Trust Wallet users lost almost $7 million shortly after the company introduced an updated version of its Chrome plugin. Changpeng Zhao, a co-founder of Binance, the cryptocurrency exchange that owns the utility, said the stolen funds would be returned.
The wallet team acknowledged the hack, which was first reported on December 25 by on-chain detective ZachXBT.
Trust Wallet is asking users to update its Google Chrome extension to the most recent version following a “security incident” that resulted in a loss of nearly $7 million.
The non-custodial cryptocurrency wallet service reported an issue with version 2.68. The extension has approximately one million users, according to the Chrome Web Store listing. Users should update to version 2.69 as soon as possible.
“We’ve confirmed that approximately $7M has been impacted, and we will ensure that all affected users are refunded,” Trust Wallet stated in a post on X. “Supporting affected users is our top priority, and we are actively finalising the process to refund the impacted users.”

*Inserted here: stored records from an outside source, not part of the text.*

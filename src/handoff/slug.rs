use once_cell::sync::Lazy;
use regex::Regex;

static WHITESPACE: Lazy<Regex> = Lazy::new(|| Regex::new(r"\s+").expect("valid regex"));
static NON_WORD: Lazy<Regex> = Lazy::new(|| Regex::new(r"[^A-Za-z0-9_\-]+").expect("valid regex"));
static DASH_RUNS: Lazy<Regex> = Lazy::new(|| Regex::new(r"-{2,}").expect("valid regex"));

/// URL-safe display slug for a headline.
///
/// Only ASCII word characters and `-` survive.
pub fn slugify(text: &str) -> String {
    let lowered = text.to_lowercase();
    let dashed = WHITESPACE.replace_all(&lowered, "-");
    let cleaned = NON_WORD.replace_all(&dashed, "");
    let collapsed = DASH_RUNS.replace_all(&cleaned, "-");
    collapsed.trim_matches('-').to_string()
}
//! Article detail page.

use askama::Template;
use axum::{extract::State, http::StatusCode, response::Html};
use axum_extra::extract::CookieJar;

use super::render;
use crate::errors::AppError;
use crate::handoff;
use crate::models::Article;
use crate::session::{self, Toast};
use crate::AppState;

#[derive(Template)]
#[template(path = "article.html")]
pub struct ArticleTemplate {
    pub toasts: Vec<Toast>,
    pub article: Article,
    pub published: Option<String>,
    pub source: String,
}

/// Terminal state when nothing usable was handed over.
#[derive(Template)]
#[template(path = "article_missing.html")]
pub struct ArticleMissingTemplate {
    pub toasts: Vec<Toast>,
}

/// GET /posts/{slug} - The article stored by the last selection.
///
/// The slug is ignored; the session slot is the only source.
pub async fn article_page(
    State(state): State<AppState>,
    jar: CookieJar,
) -> Result<(StatusCode, CookieJar, Html<String>), AppError> {
    let (jar, session) = session::resolve(jar);
    let mut toasts = state.sessions.take_toasts(session).await;

    match handoff::load_selected(&state.sessions, session).await {
        Ok(article) => {
            let page = render(&ArticleTemplate {
                toasts,
                published: article.published_date(),
                source: article.source.clone().unwrap_or_default(),
                article,
            })?;
            Ok((StatusCode::OK, jar, page))
        }
        Err(e) => {
            toasts.push(Toast::error(e.message()));
            let page = render(&ArticleMissingTemplate { toasts })?;
            Ok((e.status_code(), jar, page))
        }
    }
}
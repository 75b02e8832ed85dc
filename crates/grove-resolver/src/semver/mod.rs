//! Revision selection
//!
//! Turns an effective constraint plus a repository's listed refs into one
//! concrete revision. Ranges pick the highest matching tag, preferring stable
//! tags over pre-releases; tags that parse to the same version keep the
//! backend's listing order (first listed wins).

use grove_core::{Constraint, Version, VersionReq};
use grove_vcs::{RefEntry, RefKind};

/// A concrete revision chosen for a constraint
#[derive(Debug, Clone, PartialEq, Eq)]
pub struct Selection {
    pub revision: String,
    /// Tag the revision was chosen through
    pub tag: Option<String>,
}

/// Tags of a repository that parse as versions, in listing order
#[derive(Debug, Clone)]
pub struct TagSelector<'a> {
    tags: Vec<(Version, &'a RefEntry)>,
}

impl<'a> TagSelector<'a> {
    /// Collect the version-like tags from `refs`
    pub fn new(refs: &'a [RefEntry]) -> Self {
        let tags = refs
            .iter()
            .filter(|r| r.kind == RefKind::Tag)
            .filter_map(|r| Version::parse_tag(&r.name).map(|v| (v, r)))
            .collect();
        Self { tags }
    }

    /// Highest tag matching `req`, if any
    pub fn select_best(&self, req: &VersionReq, stable_only: bool) -> Option<&'a RefEntry> {
        let mut best: Option<(&Version, &'a RefEntry)> = None;
        for (version, entry) in &self.tags {
            if stable_only && version.is_prerelease() {
                continue;
            }
            if !req.matches(version) {
                continue;
            }
            if best.map_or(true, |(current, _)| version > current) {
                best = Some((version, *entry));
            }
        }
        best.map(|(_, entry)| entry)
    }

    /// Stable tags first; pre-releases only when no stable tag matches
    pub fn select_preferred(&self, req: &VersionReq) -> Option<&'a RefEntry> {
        self.select_best(req, true)
            .or_else(|| self.select_best(req, false))
    }

    /// Every matching version, listing order
    pub fn find_matching(&self, req: &VersionReq) -> Vec<&Version> {
        self.tags
            .iter()
            .filter(|(v, _)| req.matches(v))
            .map(|(v, _)| v)
            .collect()
    }
}

/// Choose the revision `constraint` resolves to among `refs`
pub fn select_revision(constraint: &Constraint, refs: &[RefEntry]) -> Option<Selection> {
    let find = |kind: RefKind, name: &str| {
        refs.iter()
            .find(|r| r.kind == kind && r.name == name)
            .map(|r| r.revision.clone())
    };

    match constraint {
        Constraint::Revision(id) => Some(Selection {
            revision: id.clone(),
            tag: None,
        }),
        Constraint::Branch(name) => find(RefKind::Branch, name).map(|revision| Selection {
            revision,
            tag: None,
        }),
        Constraint::Tag(name) => find(RefKind::Tag, name).map(|revision| Selection {
            revision,
            tag: Some(name.clone()),
        }),
        Constraint::Range(req) => TagSelector::new(refs).select_preferred(req).map(|entry| Selection {
            revision: entry.revision.clone(),
            tag: Some(entry.name.clone()),
        }),
        Constraint::Any => refs
            .iter()
            .find(|r| r.kind == RefKind::Default)
            .map(|r| Selection {
                revision: r.revision.clone(),
                tag: None,
            }),
    }
}

#[cfg(test)]
mod tests {
    use super::*;

    fn tags(names: &[&str]) -> Vec<RefEntry> {
        names
            .iter()
            .enumerate()
            .map(|(i, n)| RefEntry::new(*n, format!("rev-{}", i), RefKind::Tag))
            .collect()
    }

    #[test]
    fn test_highest_matching_tag() {
        let refs = tags(&["0.9", "1.3", "1.9", "2.0"]);
        let selection = select_revision(&">=1.0,<2.0".parse().unwrap(), &refs).unwrap();

        assert_eq!(selection.tag.as_deref(), Some("1.9"));
        assert_eq!(selection.revision, "rev-2");
    }

    #[test]
    fn test_prefers_stable_over_prerelease() {
        let refs = tags(&["v1.2.0", "v1.3.0-rc1"]);
        let selection = select_revision(&"^1.0".parse().unwrap(), &refs).unwrap();
        assert_eq!(selection.tag.as_deref(), Some("v1.2.0"));

        let only_pre = tags(&["v1.3.0-rc1"]);
        let selection = select_revision(&"^1.0".parse().unwrap(), &only_pre).unwrap();
        assert_eq!(selection.tag.as_deref(), Some("v1.3.0-rc1"));
    }

    #[test]
    fn test_equal_versions_keep_first_listed() {
        let refs = tags(&["v1.2", "1.2.0"]);
        let selection = select_revision(&"^1".parse().unwrap(), &refs).unwrap();
        assert_eq!(selection.tag.as_deref(), Some("v1.2"));
    }

    #[test]
    fn test_non_version_tags_are_ignored() {
        let refs = tags(&["nightly", "release-2"]);
        assert!(select_revision(&"*".parse::<Constraint>().unwrap(), &refs).is_none());
        assert!(select_revision(&"version:*".parse().unwrap(), &refs).is_none());
    }

    #[test]
    fn test_branch_tag_and_default() {
        let refs = vec![
            RefEntry::new("HEAD", "tip", RefKind::Default),
            RefEntry::new("main", "tip", RefKind::Branch),
            RefEntry::new("dev", "dev-tip", RefKind::Branch),
            RefEntry::new("v1", "v1-rev", RefKind::Tag),
        ];

        assert_eq!(select_revision(&Constraint::Any, &refs).unwrap().revision, "tip");
        assert_eq!(
            select_revision(&Constraint::Branch("dev".to_string()), &refs).unwrap().revision,
            "dev-tip"
        );
        assert_eq!(
            select_revision(&Constraint::Tag("v1".to_string()), &refs).unwrap().tag.as_deref(),
            Some("v1")
        );
        assert!(select_revision(&Constraint::Branch("v1".to_string()), &refs).is_none());
    }

    #[test]
    fn test_exact_revision_is_used_directly() {
        let selection = select_revision(&Constraint::Revision("abc".to_string()), &[]).unwrap();
        assert_eq!(selection.revision, "abc");
    }

    #[test]
    fn test_find_matching() {
        let refs = tags(&["0.9", "1.3", "1.9", "2.0"]);
        let selector = TagSelector::new(&refs);
        let req = VersionReq::parse(">=1.0,<2.0").unwrap();
        assert_eq!(selector.find_matching(&req).len(), 2);
    }
}
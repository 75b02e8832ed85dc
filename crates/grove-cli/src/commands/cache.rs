//! `grove cache` subcommands

use super::CommandContext;
use grove_core::error::GroveResult;

/// Remove every cached working copy and reset the index
pub fn clean(ctx: &CommandContext) -> GroveResult<()> {
    let cache = ctx.open_cache()?;
    let removed = cache.clean()?;
    ctx.output.success(&format!(
        "Removed {} cached repositor{} from {}",
        removed,
        if removed == 1 { "y" } else { "ies" },
        cache.root().display()
    ));
    Ok(())
}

Trust Wallet further advises customers to avoid interacting with any messages that do not originate from its official channels. Mobile-only users and all other browser extension versions are unaffected.
Trust Wallet stated that the vulnerability was limited to the Chrome browser extension and did not affect its mobile apps or the underlying blockchains themselves. A corrected version, 2.69, was issued soon after the problem was discovered.
According to SlowMist, version 2.68 included malicious code that was designed to run through all wallets stored in the extension and request a mnemonic phrase for each one.
“The encrypted mnemonic is then decrypted using the password or passkeyPassword entered during wallet unlock,” the blockchain security company stated. “Once decrypted, the mnemonic phrase is sent to the attacker’s server api.metrics-trustwallet[.]com.”
The domain “metrics-trustwallet[.]com” was registered on December 8, 2025, and the first request to “api.metrics-trustwallet[.]com” took place on December 21, 2025.
The attacker used posthog-js, an open-source full-chain analytics tool, to gather wallet user information.
The digital assets drained thus far include approximately $3 million in Bitcoin, $431 in Solana, and more than $3 million in Ethereum. The stolen cash was transferred through centralised exchanges and cross-chain bridges for laundering and swapping. According to a report released by blockchain investigator ZachXBT, hundreds of people fell victim to the incident.
“While ~$2.8 million of the stolen funds remain in the hacker’s wallets (Bitcoin/ EVM/ Solana), the bulk – >$4M in cryptos – has been sent to CEXs [centralised exchanges]: ~$3.3 million to ChangeNOW, ~$340,000 to FixedFloat, and ~$447,000 to KuCoin,” disclosed PeckShield.
“This backdoor incident originated from malicious source code modification within the internal Trust Wallet extension codebase (analytics logic), rather than an injected compromised third‑party dependency (e.g., malicious npm package),” according to SlowMist.